**Given records**
-=-=-=-=-
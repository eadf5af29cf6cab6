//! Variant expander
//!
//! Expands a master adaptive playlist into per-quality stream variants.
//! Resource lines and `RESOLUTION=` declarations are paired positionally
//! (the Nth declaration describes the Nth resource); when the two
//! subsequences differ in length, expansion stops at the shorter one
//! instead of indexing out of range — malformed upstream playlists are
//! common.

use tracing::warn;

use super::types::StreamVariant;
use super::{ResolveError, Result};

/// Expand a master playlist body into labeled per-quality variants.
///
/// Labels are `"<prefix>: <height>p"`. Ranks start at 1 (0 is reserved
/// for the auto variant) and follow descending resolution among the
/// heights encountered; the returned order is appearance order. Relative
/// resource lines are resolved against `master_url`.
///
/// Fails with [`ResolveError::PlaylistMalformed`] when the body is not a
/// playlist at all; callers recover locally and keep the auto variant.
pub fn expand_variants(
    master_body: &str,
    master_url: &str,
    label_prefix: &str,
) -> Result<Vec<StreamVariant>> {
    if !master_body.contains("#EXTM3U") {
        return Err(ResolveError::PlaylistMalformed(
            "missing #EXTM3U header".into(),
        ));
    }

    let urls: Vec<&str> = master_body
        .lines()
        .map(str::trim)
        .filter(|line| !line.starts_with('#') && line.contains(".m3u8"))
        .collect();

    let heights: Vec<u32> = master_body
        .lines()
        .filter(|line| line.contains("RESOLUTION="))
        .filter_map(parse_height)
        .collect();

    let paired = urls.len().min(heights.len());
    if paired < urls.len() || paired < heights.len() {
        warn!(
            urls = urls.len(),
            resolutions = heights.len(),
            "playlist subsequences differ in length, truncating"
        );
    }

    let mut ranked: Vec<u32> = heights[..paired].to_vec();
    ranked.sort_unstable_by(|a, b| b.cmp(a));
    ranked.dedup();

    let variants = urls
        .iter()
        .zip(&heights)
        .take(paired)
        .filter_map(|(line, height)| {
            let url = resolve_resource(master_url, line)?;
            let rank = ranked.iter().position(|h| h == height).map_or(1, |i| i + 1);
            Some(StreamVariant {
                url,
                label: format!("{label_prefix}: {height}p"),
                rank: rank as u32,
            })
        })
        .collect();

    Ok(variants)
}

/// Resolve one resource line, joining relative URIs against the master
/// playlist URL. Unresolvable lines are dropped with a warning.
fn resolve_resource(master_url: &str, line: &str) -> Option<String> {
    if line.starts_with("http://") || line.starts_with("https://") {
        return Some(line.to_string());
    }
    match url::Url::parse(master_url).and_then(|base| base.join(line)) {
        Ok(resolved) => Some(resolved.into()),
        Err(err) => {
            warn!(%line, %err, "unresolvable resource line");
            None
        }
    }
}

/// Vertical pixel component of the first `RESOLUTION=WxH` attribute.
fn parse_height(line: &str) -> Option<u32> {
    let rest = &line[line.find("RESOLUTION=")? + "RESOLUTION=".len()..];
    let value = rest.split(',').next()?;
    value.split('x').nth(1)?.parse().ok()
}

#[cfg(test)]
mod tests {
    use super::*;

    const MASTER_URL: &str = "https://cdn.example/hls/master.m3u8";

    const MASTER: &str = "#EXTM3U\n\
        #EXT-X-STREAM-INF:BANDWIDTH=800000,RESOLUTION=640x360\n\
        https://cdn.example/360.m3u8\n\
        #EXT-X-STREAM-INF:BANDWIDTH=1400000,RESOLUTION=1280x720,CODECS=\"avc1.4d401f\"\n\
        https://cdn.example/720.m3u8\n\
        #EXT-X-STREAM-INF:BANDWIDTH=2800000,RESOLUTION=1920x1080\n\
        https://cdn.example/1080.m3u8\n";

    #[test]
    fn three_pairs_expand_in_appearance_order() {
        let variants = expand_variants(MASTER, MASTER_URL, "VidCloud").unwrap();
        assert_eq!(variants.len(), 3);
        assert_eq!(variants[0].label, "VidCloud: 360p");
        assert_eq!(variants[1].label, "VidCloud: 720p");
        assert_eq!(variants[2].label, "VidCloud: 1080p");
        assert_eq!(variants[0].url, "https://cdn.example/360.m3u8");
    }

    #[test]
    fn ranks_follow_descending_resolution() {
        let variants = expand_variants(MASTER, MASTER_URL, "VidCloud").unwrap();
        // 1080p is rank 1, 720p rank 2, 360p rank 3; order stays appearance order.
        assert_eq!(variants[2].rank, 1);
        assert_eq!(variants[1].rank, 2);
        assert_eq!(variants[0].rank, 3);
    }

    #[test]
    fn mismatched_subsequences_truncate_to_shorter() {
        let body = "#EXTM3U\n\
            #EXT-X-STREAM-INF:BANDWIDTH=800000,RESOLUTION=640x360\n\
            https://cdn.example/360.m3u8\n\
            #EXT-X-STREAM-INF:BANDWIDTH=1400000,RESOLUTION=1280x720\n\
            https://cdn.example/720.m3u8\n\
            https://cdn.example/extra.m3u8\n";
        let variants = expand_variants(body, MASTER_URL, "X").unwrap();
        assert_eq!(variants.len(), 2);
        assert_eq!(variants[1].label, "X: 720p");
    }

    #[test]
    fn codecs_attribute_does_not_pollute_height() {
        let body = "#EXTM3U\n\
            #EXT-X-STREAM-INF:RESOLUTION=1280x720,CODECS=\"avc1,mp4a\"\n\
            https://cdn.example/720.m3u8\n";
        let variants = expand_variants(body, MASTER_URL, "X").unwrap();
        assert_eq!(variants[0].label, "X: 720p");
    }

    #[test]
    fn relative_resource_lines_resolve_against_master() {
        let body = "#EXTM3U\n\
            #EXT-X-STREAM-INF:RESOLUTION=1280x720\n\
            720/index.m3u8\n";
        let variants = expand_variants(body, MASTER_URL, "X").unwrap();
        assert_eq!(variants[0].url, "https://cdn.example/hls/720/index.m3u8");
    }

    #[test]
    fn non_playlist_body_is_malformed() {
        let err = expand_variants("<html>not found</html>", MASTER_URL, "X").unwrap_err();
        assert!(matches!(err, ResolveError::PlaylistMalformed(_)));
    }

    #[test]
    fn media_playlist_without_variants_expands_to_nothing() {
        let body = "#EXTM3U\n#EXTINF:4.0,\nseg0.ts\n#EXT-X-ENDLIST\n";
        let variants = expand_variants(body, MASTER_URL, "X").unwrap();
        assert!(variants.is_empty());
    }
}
-=-=-=-=-
**Exercise directions**
Only the number is wanted: how many lines in the entries above include the word "split"?

**Answer section**
2